Fluke 87V or 289 for me from current product.

See MM for a forum discount, and for a bit more detailed advice, as it really depends on what you want to measure, and to what level of accuracy.

 
Do alot of work on controlled entry systems, needs to pretty accurate when measuring ohms over long distance runs etc basically a meter that doesn't ******** me on the job haha, thanks alot will have a look at the fluke range!

 
Fluke 73 for me, years old, battered as hell, but reliable.

the cheap ones tend to get very inaccurate when the batteries are getting low, but don't warn you, and eat batteries like they are going out of fashion.

but as already stated they are NOT for insulation or continuity checks on electrical installations, use the right tool for that. 

 
Trust me I get where you's come from regarding what testers, simply use the multi meter as more handy for tight board cupboards etc. much appreciated though!

 
You need to be sure what you want to measure and to what spec.

The 80 series models had open circuit voltages that were <1.3V d.c. on some models & <7.9V d.c. on others.
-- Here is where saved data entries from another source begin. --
//! Filtered average-level engine.
//!
//! Per audio block the host writes into a ring buffer, pulls a (possibly
//! pre-delayed) block into the engine, and reads levels back out. Two
//! algorithms drive the measurement:
//!
//! - **Band-limited RMS**: 21 kHz linear-phase low-pass via overlap-add
//!   convolution, per-channel RMS in dBFS plus a fixed peak-to-average
//!   calibration so a full-scale sine reads the same on peak and average
//!   displays.
//! - **ITU-R BS.1770**: K-weighting cascade per channel, band-limit,
//!   channel-weighted mean-square sum, LKFS.
//!
//! The engine owns every buffer, kernel and FFT plan it needs; after
//! construction the block path allocates nothing. Coefficients and kernels
//! are rebuilt in place when the algorithm or the sample rate changes, never
//! mid-block.

use km_core::{level2decibel, Sample, SampleBlock, METER_MINIMUM_DECIBEL};

use crate::algorithm::AverageAlgorithm;
use crate::channel::bs1770_channel_weight;
use crate::convolver::OverlapAddConvolver;
use crate::error::{DspError, DspResult};
use crate::ring_buffer::AudioRingBuffer;
use crate::weighting::{KWeighting, LKFS_OFFSET};

/// Largest channel count the 5.1 weighting table covers.
pub const MAX_CHANNELS: usize = 6;

/// Peak-to-average gain correction for the band-limited RMS algorithm, in
/// dB. Measured during validation against pink noise at -20 dBFS RMS;
/// BS.1770 needs no correction (the -0.691 offset is part of the formula).
pub const RMS_PEAK_TO_AVERAGE_DB: Sample = 2.9881;

/// Average-level measurement engine for one input path.
///
/// `sample_block` is engine-owned scratch: `pull_from` overwrites it with
/// ring-buffer data and each filter pass overwrites it again with filtered
/// samples. Collaborators read it through [`filtered`], [`publish_to`] or
/// [`copy_to`] only.
///
/// [`filtered`]: AverageLevelEngine::filtered
/// [`publish_to`]: AverageLevelEngine::publish_to
/// [`copy_to`]: AverageLevelEngine::copy_to
#[derive(Debug)]
pub struct AverageLevelEngine {
    channels: usize,
    buffer_size: usize,
    sample_rate: u32,
    algorithm: AverageAlgorithm,
    peak_to_average_correction: Sample,
    sample_block: SampleBlock,
    convolver: OverlapAddConvolver,
    weighting: KWeighting,
    /// Per-channel level memo for the current block (RMS mode). Guards the
    /// overlap tails against a channel being filtered twice per block.
    channel_levels: Vec<Option<Sample>>,
    /// Integrated loudness memo for the current block (BS.1770 mode).
    loudness: Option<Sample>,
}

impl AverageLevelEngine {
    /// Create an engine and eagerly build all kernels and coefficients.
    pub fn new(
        channels: usize,
        buffer_size: usize,
        sample_rate: u32,
        algorithm: AverageAlgorithm,
    ) -> DspResult<Self> {
        if channels == 0 {
            return Err(DspError::InvalidArgument("channels must be at least 1"));
        }
        if channels > MAX_CHANNELS {
            return Err(DspError::InvalidArgument("more than 6 channels"));
        }
        if buffer_size == 0 {
            return Err(DspError::InvalidArgument("buffer size must be at least 1"));
        }
        if sample_rate == 0 {
            return Err(DspError::InvalidArgument("sample rate must be positive"));
        }

        let mut engine = Self {
            channels,
            buffer_size,
            sample_rate,
            algorithm,
            peak_to_average_correction: 0.0,
            sample_block: SampleBlock::new(channels, buffer_size),
            convolver: OverlapAddConvolver::new(channels, buffer_size, sample_rate),
            weighting: KWeighting::new(channels, buffer_size, sample_rate),
            channel_levels: vec![None; channels],
            loudness: None,
        };
        engine.apply_calibration();
        Ok(engine)
    }

    /// Currently selected algorithm.
    #[inline]
    pub fn algorithm(&self) -> AverageAlgorithm {
        self.algorithm
    }

    /// Number of channels.
    #[inline]
    pub fn channels(&self) -> usize {
        self.channels
    }

    /// Fixed block size in samples.
    #[inline]
    pub fn buffer_size(&self) -> usize {
        self.buffer_size
    }

    /// Sample rate the current kernels were built for.
    #[inline]
    pub fn sample_rate(&self) -> u32 {
        self.sample_rate
    }

    /// Gain added to average readings so peak and average displays agree on
    /// a full-scale sine. 0.0 in BS.1770 mode.
    #[inline]
    pub fn peak_to_average_correction(&self) -> Sample {
        self.peak_to_average_correction
    }

    /// Select the measurement algorithm.
    ///
    /// A no-op if the algorithm is unchanged. Otherwise the FIR kernel and
    /// IIR coefficients are rebuilt and all filter state (overlap tails,
    /// biquad histories, the sample block) is cleared. Returns the algorithm
    /// now in effect, which is the engine's answer to "selection is final".
    pub fn set_algorithm(&mut self, algorithm: AverageAlgorithm) -> AverageAlgorithm {
        if algorithm == self.algorithm {
            return self.algorithm;
        }

        log::debug!(
            "average algorithm change: {:?} -> {:?}",
            self.algorithm,
            algorithm
        );
        self.algorithm = algorithm;
        self.rebuild();
        self.algorithm
    }

    /// Pull one block out of the ring buffer into the engine.
    ///
    /// If `sample_rate` differs from the rate the kernels were built for,
    /// everything is rebuilt *before* any samples are consumed. The read
    /// ends `pre_delay` samples behind the ring's write cursor.
    pub fn pull_from(&mut self, ring: &AudioRingBuffer, pre_delay: usize, sample_rate: u32) {
        if sample_rate != self.sample_rate {
            log::debug!(
                "sample rate change: {} Hz -> {} Hz, rebuilding filters",
                self.sample_rate,
                sample_rate
            );
            self.sample_rate = sample_rate;
            self.rebuild();
        }

        ring.read_into(&mut self.sample_block, pre_delay);
        self.invalidate();
    }

    /// Average level of `channel` for the pulled block.
    ///
    /// In RMS mode this filters that channel (once; repeated calls return
    /// the memoized value) and returns dBFS plus the peak-to-average
    /// correction. In BS.1770 mode the first call filters *all* channels and
    /// every channel returns the same integrated loudness in LKFS — see
    /// [`compute_block`].
    ///
    /// Never returns less than `METER_MINIMUM_DECIBEL`.
    ///
    /// [`compute_block`]: AverageLevelEngine::compute_block
    pub fn level(&mut self, channel: usize) -> DspResult<Sample> {
        if channel >= self.channels {
            return Err(DspError::InvalidArgument("channel out of range"));
        }

        match self.algorithm {
            AverageAlgorithm::ItuBs1770 => Ok(self.compute_block()),
            AverageAlgorithm::RmsBandLimited => {
                if let Some(level) = self.channel_levels[channel] {
                    return Ok(level);
                }

                self.convolver
                    .filter_channel(channel, self.sample_block.channel_mut(channel));

                // A channel at the bottom of the scale stays there; the
                // calibration offset must not lift silence off the floor.
                let raw = level2decibel(self.sample_block.rms(channel));
                let level = if raw <= METER_MINIMUM_DECIBEL {
                    METER_MINIMUM_DECIBEL
                } else {
                    (raw + self.peak_to_average_correction).max(METER_MINIMUM_DECIBEL)
                };
                self.channel_levels[channel] = Some(level);
                Ok(level)
            }
        }
    }

    /// Integrated BS.1770 loudness of the pulled block, in LKFS.
    ///
    /// Filters every channel through the K-weighting cascade and the
    /// band-limiting convolver, sums the weighted per-channel mean squares
    /// (L/R/C at 1.0, surrounds at 1.41, LFE skipped) and converts with
    /// `-0.691 + 10·log10(Σ)`. The result and the filtered block are
    /// memoized until the next `pull_from`, so visualization reads see the
    /// same samples the loudness was computed from.
    pub fn compute_block(&mut self) -> Sample {
        if let Some(loudness) = self.loudness {
            return loudness;
        }

        let mut sum: Sample = 0.0;
        for channel in 0..self.channels {
            self.weighting
                .process_channel(channel, self.sample_block.channel_mut(channel));
            self.convolver
                .filter_channel(channel, self.sample_block.channel_mut(channel));
            sum += bs1770_channel_weight(channel) * self.sample_block.mean_square(channel);
        }

        let loudness = if sum > 0.0 {
            (LKFS_OFFSET + 10.0 * sum.log10()).max(METER_MINIMUM_DECIBEL)
        } else {
            METER_MINIMUM_DECIBEL
        };

        self.loudness = Some(loudness);
        loudness
    }

    /// Read-only view of one channel of the (filtered) sample block.
    pub fn filtered(&self, channel: usize) -> &[Sample] {
        self.sample_block.channel(channel)
    }

    /// Append the current sample block to an output ring buffer (listen /
    /// oscilloscope path).
    pub fn publish_to(&self, ring: &mut AudioRingBuffer) -> DspResult<()> {
        ring.write(&self.sample_block)
    }

    /// Copy `count` samples of one channel of the sample block into `dest`
    /// starting at `dest_start`.
    pub fn copy_to(
        &self,
        dest: &mut SampleBlock,
        channel: usize,
        dest_start: usize,
        count: usize,
    ) -> DspResult<()> {
        if channel >= self.channels {
            return Err(DspError::InvalidArgument("channel out of range"));
        }
        if count > self.buffer_size || dest_start + count > dest.len() {
            return Err(DspError::InvalidArgument("copy range out of bounds"));
        }

        dest.channel_mut(channel)[dest_start..dest_start + count]
            .copy_from_slice(&self.sample_block.channel(channel)[..count]);
        Ok(())
    }

    /// Rebuild kernels and coefficients for the current algorithm and
    /// sample rate, clearing all filter state.
    fn rebuild(&mut self) {
        self.convolver.rebuild(self.sample_rate);
        self.weighting.rebuild(self.sample_rate);
        self.sample_block.clear();
        self.invalidate();
        self.apply_calibration();
    }

    fn apply_calibration(&mut self) {
        self.peak_to_average_correction = match self.algorithm {
            AverageAlgorithm::ItuBs1770 => 0.0,
            AverageAlgorithm::RmsBandLimited => RMS_PEAK_TO_AVERAGE_DB,
        };
    }

    /// Forget the per-block memos (new block incoming).
    fn invalidate(&mut self) {
        self.channel_levels.fill(None);
        self.loudness = None;
    }
}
Below you can see that the resistance specs on the 289 & 1653 vary greatly. - No you can't it won't display so I've deleted it!

You need to remember that testing for BS7671 requires in 621.2.1 that the testing OCV is between 4 & 24V d.c., & the SCC is > 200mA, a range of 0.2 to 2Ω with a resolution of 0.01Ω.

BS EN 61557-4 applies as revised for new equipment.

Thus the 289 would not be suitable officially for testing for compliance with BS7671.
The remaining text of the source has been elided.